● **YOUR GOAL**:
Every record that follows must be given again exactly.

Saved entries

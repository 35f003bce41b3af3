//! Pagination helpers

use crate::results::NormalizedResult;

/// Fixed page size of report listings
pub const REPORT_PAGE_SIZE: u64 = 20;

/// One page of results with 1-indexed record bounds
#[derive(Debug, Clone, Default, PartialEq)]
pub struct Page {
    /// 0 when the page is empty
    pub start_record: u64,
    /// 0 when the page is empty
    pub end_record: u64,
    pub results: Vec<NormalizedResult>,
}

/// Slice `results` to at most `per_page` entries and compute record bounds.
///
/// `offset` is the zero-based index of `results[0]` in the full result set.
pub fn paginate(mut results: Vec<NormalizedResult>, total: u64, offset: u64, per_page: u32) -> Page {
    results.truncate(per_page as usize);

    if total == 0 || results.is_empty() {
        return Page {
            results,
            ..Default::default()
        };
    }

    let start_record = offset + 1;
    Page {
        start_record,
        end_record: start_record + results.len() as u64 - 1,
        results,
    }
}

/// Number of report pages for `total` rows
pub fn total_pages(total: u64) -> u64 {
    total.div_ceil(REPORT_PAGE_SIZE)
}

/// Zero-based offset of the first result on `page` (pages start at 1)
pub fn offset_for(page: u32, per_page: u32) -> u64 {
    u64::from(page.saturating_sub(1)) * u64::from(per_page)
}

● **WRITTEN RESPONSE**:
repository 35f003bce41b3af3
//! Pagination helpers

use crate::results::NormalizedResult;

/// Fixed page size of report listings
pub const REPORT_PAGE_SIZE: u64 = 20;

/// One page of results with 1-indexed record bounds
#[derive(Debug, Clone, Default, PartialEq)]
pub struct Page {
    /// 0 when the page is empty
    pub start_record: u64,
    /// 0 when the page is empty
    pub end_record: u64,
    pub results: Vec<NormalizedResult>,
}

/// Slice `results` to at most `per_page` entries and compute record bounds.
///
/// `offset` is the zero-based index of `results[0]` in the full result set.
pub fn paginate(mut results: Vec<NormalizedResult>, total: u64, offset: u64, per_page: u32) -> Page {
    results.truncate(per_page as usize);

    if total == 0 || results.is_empty() {
        return Page {
            results,
            ..Default::default()
        };
    }

    let start_record = offset + 1;
    Page {
        start_record,
        end_record: start_record + results.len() as u64 - 1,
        results,
    }
}

/// Number of report pages for `total` rows
pub fn total_pages(total: u64) -> u64 {
    total.div_ceil(REPORT_PAGE_SIZE)
}

/// Zero-based offset of the first result on `page` (pages start at 1)
pub fn offset_for(page: u32, per_page: u32) -> u64 {
    u64::from(page.saturating_sub(1)) * u64::from(per_page)
}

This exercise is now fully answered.